- **TASK PROMPT**: Leaving out every line before the one with "Create or update", write out the rest of the records below exactly.

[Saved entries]

:::

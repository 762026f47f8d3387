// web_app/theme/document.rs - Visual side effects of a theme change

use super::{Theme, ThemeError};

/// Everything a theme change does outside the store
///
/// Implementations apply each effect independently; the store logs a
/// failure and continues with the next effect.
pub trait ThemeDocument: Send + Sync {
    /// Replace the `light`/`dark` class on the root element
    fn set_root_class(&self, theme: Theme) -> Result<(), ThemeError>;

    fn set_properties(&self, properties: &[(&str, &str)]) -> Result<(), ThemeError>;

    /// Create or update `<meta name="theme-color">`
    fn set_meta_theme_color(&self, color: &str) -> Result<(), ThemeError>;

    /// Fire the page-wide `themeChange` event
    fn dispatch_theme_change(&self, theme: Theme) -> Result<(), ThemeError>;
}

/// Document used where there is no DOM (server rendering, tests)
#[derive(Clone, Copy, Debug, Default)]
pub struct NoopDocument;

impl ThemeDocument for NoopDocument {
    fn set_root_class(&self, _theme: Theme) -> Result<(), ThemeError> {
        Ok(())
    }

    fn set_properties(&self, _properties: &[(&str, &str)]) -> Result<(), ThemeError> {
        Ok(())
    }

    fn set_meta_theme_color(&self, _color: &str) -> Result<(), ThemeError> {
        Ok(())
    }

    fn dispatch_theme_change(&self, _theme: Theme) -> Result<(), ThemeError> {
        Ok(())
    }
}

:::

- **ANSWER SECTION**:
    /// Create or update `<meta name="theme-color">`
    fn set_meta_theme_color(&self, color: &str) -> Result<(), ThemeError>;

    /// Fire the page-wide `themeChange` event
    fn dispatch_theme_change(&self, theme: Theme) -> Result<(), ThemeError>;
}

/// Document used where there is no DOM (server rendering, tests)
#[derive(Clone, Copy, Debug, Default)]
pub struct NoopDocument;

impl ThemeDocument for NoopDocument {
    fn set_root_class(&self, _theme: Theme) -> Result<(), ThemeError> {
        Ok(())
    }

    fn set_properties(&self, _properties: &[(&str, &str)]) -> Result<(), ThemeError> {
        Ok(())
    }

    fn set_meta_theme_color(&self, _color: &str) -> Result<(), ThemeError> {
        Ok(())
    }

    fn dispatch_theme_change(&self, _theme: Theme) -> Result<(), ThemeError> {
        Ok(())
    }
}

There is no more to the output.